◆ EXERCISE DESCRIPTION
Only an exact repetition of all the entries will be accepted.

Stored data entries:
//! Default engine settings, read from the environment.

use std::num::NonZeroUsize;

/// Number of `DuckDB` worker threads for the default engine.
pub const THREADS_ENV: &str = "SUCCESS_RATES_THREADS";

/// `DuckDB` memory limit for the default engine, e.g. `512MB`.
pub const MEMORY_LIMIT_ENV: &str = "SUCCESS_RATES_MEMORY_LIMIT";

/// Settings applied to an engine when it is opened. `None` keeps the
/// `DuckDB` default.
#[derive(Debug, Clone, Default, PartialEq, Eq)]
pub struct EngineConfig {
    /// Worker thread count.
    pub threads: Option<NonZeroUsize>,
    /// Memory limit in `DuckDB` size syntax (`512MB`, `4GB`, ...).
    pub memory_limit: Option<String>,
}

impl EngineConfig {
    /// Reads [`THREADS_ENV`] and [`MEMORY_LIMIT_ENV`]. Values that don't
    /// parse are logged and ignored.
    #[must_use]
    pub fn from_env() -> Self {
        Self::from_lookup(|key| std::env::var(key).ok())
    }

    fn from_lookup(lookup: impl Fn(&str) -> Option<String>) -> Self {
        let threads = lookup(THREADS_ENV).and_then(|raw| {
            raw.trim()
                .parse::<NonZeroUsize>()
                .inspect_err(|e| log::warn!("Ignoring {THREADS_ENV}={raw:?}: {e}"))
                .ok()
        });

        let memory_limit = lookup(MEMORY_LIMIT_ENV).and_then(|raw| {
            let value = raw.trim();
            if is_valid_memory_limit(value) {
                Some(value.to_string())
            } else {
                log::warn!("Ignoring {MEMORY_LIMIT_ENV}={raw:?}: expected a size such as 512MB");
                None
            }
        });

        Self {
            threads,
            memory_limit,
        }
    }

    /// `SET` statements that apply this config, or `None` if there is
    /// nothing to set.
    #[must_use]
    pub fn to_sql(&self) -> Option<String> {
        let mut statements = Vec::new();
        if let Some(threads) = self.threads {
            statements.push(format!("SET threads = {threads};"));
        }
        if let Some(limit) = &self.memory_limit {
            statements.push(format!("SET memory_limit = '{limit}';"));
        }

        if statements.is_empty() {
            None
        } else {
            Some(statements.join("\n"))
        }
    }
}

/// Digits first, then an optional unit made of letters and spaces.
fn is_valid_memory_limit(value: &str) -> bool {
    let unit_start = value
        .find(|c: char| !(c.is_ascii_digit() || c == '.'))
        .unwrap_or(value.len());
    let (number, unit) = value.split_at(unit_start);

    number.parse::<f64>().is_ok_and(|n| n > 0.0)
        && unit.chars().all(|c| c.is_ascii_alphabetic() || c == ' ')
}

◆ ANSWER SECTION
//! Default engine settings, read from the environment.

use std::num::NonZeroUsize;

/// Number of `DuckDB` worker threads for the default engine.
pub const THREADS_ENV: &str = "SUCCESS_RATES_THREADS";

/// `DuckDB` memory limit for the default engine, e.g. `512MB`.
pub const MEMORY_LIMIT_ENV: &str = "SUCCESS_RATES_MEMORY_LIMIT";

/// Settings applied to an engine when it is opened. `None` keeps the
/// `DuckDB` default.
#[derive(Debug, Clone, Default, PartialEq, Eq)]
pub struct EngineConfig {
    /// Worker thread count.
    pub threads: Option<NonZeroUsize>,
    /// Memory limit in `DuckDB` size syntax (`512MB`, `4GB`, ...).
    pub memory_limit: Option<String>,
}

impl EngineConfig {
    /// Reads [`THREADS_ENV`] and [`MEMORY_LIMIT_ENV`]. Values that don't
    /// parse are logged and ignored.
    #[must_use]
    pub fn from_env() -> Self {
        Self::from_lookup(|key| std::env::var(key).ok())
    }

    fn from_lookup(lookup: impl Fn(&str) -> Option<String>) -> Self {
        let threads = lookup(THREADS_ENV).and_then(|raw| {
            raw.trim()
                .parse::<NonZeroUsize>()
                .inspect_err(|e| log::warn!("Ignoring {THREADS_ENV}={raw:?}: {e}"))
                .ok()
        });

        let memory_limit = lookup(MEMORY_LIMIT_ENV).and_then(|raw| {
            let value = raw.trim();
            if is_valid_memory_limit(value) {
                Some(value.to_string())
            } else {
                log::warn!("Ignoring {MEMORY_LIMIT_ENV}={raw:?}: expected a size such as 512MB");
                None
            }
        });

        Self {
            threads,
            memory_limit,
        }
    }

    /// `SET` statements that apply this config, or `None` if there is
    /// nothing to set.
    #[must_use]
    pub fn to_sql(&self) -> Option<String> {
        let mut statements = Vec::new();
        if let Some(threads) = self.threads {
            statements.push(format!("SET threads = {threads};"));
        }
        if let Some(limit) = &self.memory_limit {
            statements.push(format!("SET memory_limit = '{limit}';"));
        }

        if statements.is_empty() {
            None
        } else {
            Some(statements.join("\n"))
        }
    }
}

/// Digits first, then an optional unit made of letters and spaces.
fn is_valid_memory_limit(value: &str) -> bool {
    let unit_start = value
        .find(|c: char| !(c.is_ascii_digit() || c == '.'))
        .unwrap_or(value.len());
    let (number, unit) = value.split_at(unit_start);

    number.parse::<f64>().is_ok_and(|n| n > 0.0)
        && unit.chars().all(|c| c.is_ascii_alphabetic() || c == ' ')
}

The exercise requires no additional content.